==== SUPPLIED DATA ====
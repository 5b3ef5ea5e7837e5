//! Supported paste languages.
//!
//! Tags are embedded unescaped into record file names, so every tag is
//! lowercase ASCII alphanumeric.

use serde::{Serialize, Serializer};
use std::fmt;

/// A language tag from the closed set of supported languages.
#[derive(Debug, Clone, Copy, PartialEq, Eq, Hash, Default)]
pub enum Language {
    #[default]
    Text,
    Bash,
    C,
    Diff,
    Erlang,
    Html,
    Js,
    Perl,
    Php,
    Python,
    Ruby,
    Sql,
    Xml,
}

impl Language {
    /// Every supported language, in display order.
    pub const ALL: [Language; 13] = [
        Language::Text,
        Language::Bash,
        Language::C,
        Language::Diff,
        Language::Erlang,
        Language::Html,
        Language::Js,
        Language::Perl,
        Language::Php,
        Language::Python,
        Language::Ruby,
        Language::Sql,
        Language::Xml,
    ];

    /// Tag stored in record names and submitted by forms.
    pub fn tag(self) -> &'static str {
        match self {
            Language::Text => "text",
            Language::Bash => "bash",
            Language::C => "c",
            Language::Diff => "diff",
            Language::Erlang => "erlang",
            Language::Html => "html",
            Language::Js => "js",
            Language::Perl => "perl",
            Language::Php => "php",
            Language::Python => "python",
            Language::Ruby => "ruby",
            Language::Sql => "sql",
            Language::Xml => "xml",
        }
    }

    /// Human-readable name.
    pub fn display_name(self) -> &'static str {
        match self {
            Language::Text => "Plain/Text",
            Language::Bash => "Bash/Shell",
            Language::C => "C/C++",
            Language::Diff => "Diff",
            Language::Erlang => "Erlang",
            Language::Html => "HTML",
            Language::Js => "JavaScript",
            Language::Perl => "Perl",
            Language::Php => "PHP",
            Language::Python => "Python",
            Language::Ruby => "Ruby",
            Language::Sql => "SQL",
            Language::Xml => "XML",
        }
    }

    /// Syntax-highlighter brush script for this language.
    pub fn brush(self) -> &'static str {
        match self {
            Language::Text => "shBrushPlain.js",
            Language::Bash => "shBrushBash.js",
            Language::C => "shBrushCpp.js",
            Language::Diff => "shBrushDiff.js",
            Language::Erlang => "shBrushErlang.js",
            Language::Html | Language::Xml => "shBrushXml.js",
            Language::Js => "shBrushJScript.js",
            Language::Perl => "shBrushPerl.js",
            Language::Php => "shBrushPhp.js",
            Language::Python => "shBrushPython.js",
            Language::Ruby => "shBrushRuby.js",
            Language::Sql => "shBrushSql.js",
        }
    }

    /// Look up a tag exactly as stored.
    ///
    /// # Returns
    /// `None` for tags outside the supported set.
    pub fn from_tag(tag: &str) -> Option<Self> {
        Self::ALL.into_iter().find(|lang| lang.tag() == tag)
    }

    /// Resolve an optional submitted tag, falling back to [`Language::Text`].
    pub fn from_tag_or_default(tag: Option<&str>) -> Self {
        tag.and_then(Self::from_tag).unwrap_or_default()
    }
}

impl fmt::Display for Language {
    fn fmt(&self, f: &mut fmt::Formatter<'_>) -> fmt::Result {
        f.write_str(self.tag())
    }
}

impl Serialize for Language {
    fn serialize<S: Serializer>(&self, serializer: S) -> Result<S::Ok, S::Error> {
        serializer.serialize_str(self.tag())
    }
}

/// Serializable row describing one supported language.
#[derive(Debug, Clone, Serialize, PartialEq, Eq)]
pub struct LanguageInfo {
    pub tag: &'static str,
    pub name: &'static str,
    pub brush: &'static str,
}

impl From<Language> for LanguageInfo {
    fn from(value: Language) -> Self {
        Self {
            tag: value.tag(),
            name: value.display_name(),
            brush: value.brush(),
        }
    }
}

/// List every supported language with its name and brush.
pub fn supported_languages() -> Vec<LanguageInfo> {
    Language::ALL.into_iter().map(LanguageInfo::from).collect()
}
====
WHAT THIS TASK INVOLVES –
Please filter the entries for the word "Ruby" and copy the lines that have it.

SOLUTION TO THIS TASK –
    Ruby,
        Language::Ruby,
            Language::Ruby => "ruby",
            Language::Ruby => "Ruby",
            Language::Ruby => "shBrushRuby.js",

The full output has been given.